--- START ---

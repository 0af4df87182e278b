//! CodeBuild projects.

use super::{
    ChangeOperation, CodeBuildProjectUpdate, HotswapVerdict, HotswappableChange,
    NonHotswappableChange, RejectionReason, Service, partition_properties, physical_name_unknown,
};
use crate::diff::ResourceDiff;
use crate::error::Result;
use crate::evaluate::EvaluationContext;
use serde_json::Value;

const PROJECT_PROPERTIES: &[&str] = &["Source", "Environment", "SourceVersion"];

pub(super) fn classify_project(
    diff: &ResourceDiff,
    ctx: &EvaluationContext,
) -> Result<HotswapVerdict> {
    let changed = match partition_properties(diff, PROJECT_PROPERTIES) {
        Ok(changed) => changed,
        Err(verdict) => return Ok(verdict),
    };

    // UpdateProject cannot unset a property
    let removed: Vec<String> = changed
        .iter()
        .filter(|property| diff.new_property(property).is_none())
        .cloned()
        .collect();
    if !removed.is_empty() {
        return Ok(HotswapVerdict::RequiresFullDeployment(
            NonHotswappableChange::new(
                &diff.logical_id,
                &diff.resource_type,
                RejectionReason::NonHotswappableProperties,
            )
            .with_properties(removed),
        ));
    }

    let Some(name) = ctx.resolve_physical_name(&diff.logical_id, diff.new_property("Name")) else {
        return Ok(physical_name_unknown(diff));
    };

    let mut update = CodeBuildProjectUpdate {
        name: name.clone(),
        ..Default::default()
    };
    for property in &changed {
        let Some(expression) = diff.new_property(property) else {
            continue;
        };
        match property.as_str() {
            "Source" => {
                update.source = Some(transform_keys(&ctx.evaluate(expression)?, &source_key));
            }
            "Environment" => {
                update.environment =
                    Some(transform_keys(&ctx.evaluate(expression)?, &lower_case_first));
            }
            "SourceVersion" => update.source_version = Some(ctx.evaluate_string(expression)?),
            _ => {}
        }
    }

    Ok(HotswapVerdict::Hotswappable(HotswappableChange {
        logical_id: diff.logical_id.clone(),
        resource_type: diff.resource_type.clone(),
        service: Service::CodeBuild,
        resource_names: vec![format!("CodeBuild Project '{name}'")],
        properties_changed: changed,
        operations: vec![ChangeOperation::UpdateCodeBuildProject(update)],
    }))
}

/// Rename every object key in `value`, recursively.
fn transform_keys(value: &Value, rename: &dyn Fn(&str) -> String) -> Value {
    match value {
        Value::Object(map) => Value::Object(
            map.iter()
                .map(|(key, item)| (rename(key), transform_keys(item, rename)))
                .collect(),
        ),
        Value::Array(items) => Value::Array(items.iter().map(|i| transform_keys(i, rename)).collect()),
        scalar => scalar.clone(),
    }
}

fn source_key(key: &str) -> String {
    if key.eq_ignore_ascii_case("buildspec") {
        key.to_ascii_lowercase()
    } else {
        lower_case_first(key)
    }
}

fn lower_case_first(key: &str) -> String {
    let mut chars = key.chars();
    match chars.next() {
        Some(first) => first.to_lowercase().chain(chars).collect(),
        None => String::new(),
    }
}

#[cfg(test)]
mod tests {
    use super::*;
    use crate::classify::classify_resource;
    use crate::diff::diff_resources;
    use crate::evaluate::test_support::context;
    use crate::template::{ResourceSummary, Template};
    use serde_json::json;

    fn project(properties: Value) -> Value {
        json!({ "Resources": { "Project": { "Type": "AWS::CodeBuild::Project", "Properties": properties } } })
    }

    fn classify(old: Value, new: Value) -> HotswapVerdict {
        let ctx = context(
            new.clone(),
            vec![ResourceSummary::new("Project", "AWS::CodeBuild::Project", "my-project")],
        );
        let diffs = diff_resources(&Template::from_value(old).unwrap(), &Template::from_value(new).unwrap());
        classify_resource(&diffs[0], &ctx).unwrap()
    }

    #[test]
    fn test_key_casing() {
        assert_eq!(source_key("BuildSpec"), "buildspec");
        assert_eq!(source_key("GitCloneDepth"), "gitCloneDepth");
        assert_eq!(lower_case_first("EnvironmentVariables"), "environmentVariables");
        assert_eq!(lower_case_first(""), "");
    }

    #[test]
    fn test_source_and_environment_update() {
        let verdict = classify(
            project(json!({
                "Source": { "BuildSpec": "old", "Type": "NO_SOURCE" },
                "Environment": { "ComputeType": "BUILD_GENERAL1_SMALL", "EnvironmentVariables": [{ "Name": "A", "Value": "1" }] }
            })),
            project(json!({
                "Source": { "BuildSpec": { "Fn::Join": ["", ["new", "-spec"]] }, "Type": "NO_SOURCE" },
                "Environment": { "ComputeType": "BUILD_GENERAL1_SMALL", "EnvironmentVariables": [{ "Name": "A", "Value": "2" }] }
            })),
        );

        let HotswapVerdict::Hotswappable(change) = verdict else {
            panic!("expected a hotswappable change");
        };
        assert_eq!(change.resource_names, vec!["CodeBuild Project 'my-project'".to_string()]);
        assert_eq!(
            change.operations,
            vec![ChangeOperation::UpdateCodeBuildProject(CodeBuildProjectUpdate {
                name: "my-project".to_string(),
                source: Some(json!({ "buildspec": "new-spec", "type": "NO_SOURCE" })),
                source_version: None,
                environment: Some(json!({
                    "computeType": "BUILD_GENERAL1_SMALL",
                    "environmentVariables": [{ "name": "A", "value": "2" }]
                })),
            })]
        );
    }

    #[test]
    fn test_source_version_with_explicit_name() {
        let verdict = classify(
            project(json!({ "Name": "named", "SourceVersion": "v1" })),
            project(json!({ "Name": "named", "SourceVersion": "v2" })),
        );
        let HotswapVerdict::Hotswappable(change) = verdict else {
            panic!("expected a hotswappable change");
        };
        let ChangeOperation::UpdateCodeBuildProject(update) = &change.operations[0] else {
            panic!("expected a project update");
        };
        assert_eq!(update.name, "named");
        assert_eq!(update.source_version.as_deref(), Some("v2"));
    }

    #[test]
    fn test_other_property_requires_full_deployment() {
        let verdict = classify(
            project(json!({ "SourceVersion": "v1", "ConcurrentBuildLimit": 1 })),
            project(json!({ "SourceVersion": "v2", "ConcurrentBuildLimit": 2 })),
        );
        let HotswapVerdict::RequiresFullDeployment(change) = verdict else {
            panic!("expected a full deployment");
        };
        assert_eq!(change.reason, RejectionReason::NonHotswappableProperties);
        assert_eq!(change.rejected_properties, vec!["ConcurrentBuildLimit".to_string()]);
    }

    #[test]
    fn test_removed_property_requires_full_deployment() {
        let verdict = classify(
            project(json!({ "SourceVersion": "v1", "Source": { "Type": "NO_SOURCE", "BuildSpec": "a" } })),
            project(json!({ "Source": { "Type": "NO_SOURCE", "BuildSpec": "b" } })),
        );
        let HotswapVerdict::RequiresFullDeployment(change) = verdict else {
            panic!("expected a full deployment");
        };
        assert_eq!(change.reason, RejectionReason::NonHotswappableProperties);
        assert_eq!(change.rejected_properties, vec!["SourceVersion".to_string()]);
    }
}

--- END ---

#### What is required
Please output only the lines from the first line of the entries through the line with "unset a property", both included, exactly as written.

#### Result for this exercise
repository 0af4df87182e278b
//! CodeBuild projects.

use super::{
    ChangeOperation, CodeBuildProjectUpdate, HotswapVerdict, HotswappableChange,
    NonHotswappableChange, RejectionReason, Service, partition_properties, physical_name_unknown,
};
use crate::diff::ResourceDiff;
use crate::error::Result;
use crate::evaluate::EvaluationContext;
use serde_json::Value;

const PROJECT_PROPERTIES: &[&str] = &["Source", "Environment", "SourceVersion"];

pub(super) fn classify_project(
    diff: &ResourceDiff,
    ctx: &EvaluationContext,
) -> Result<HotswapVerdict> {
    let changed = match partition_properties(diff, PROJECT_PROPERTIES) {
        Ok(changed) => changed,
        Err(verdict) => return Ok(verdict),
    };

    // UpdateProject cannot unset a property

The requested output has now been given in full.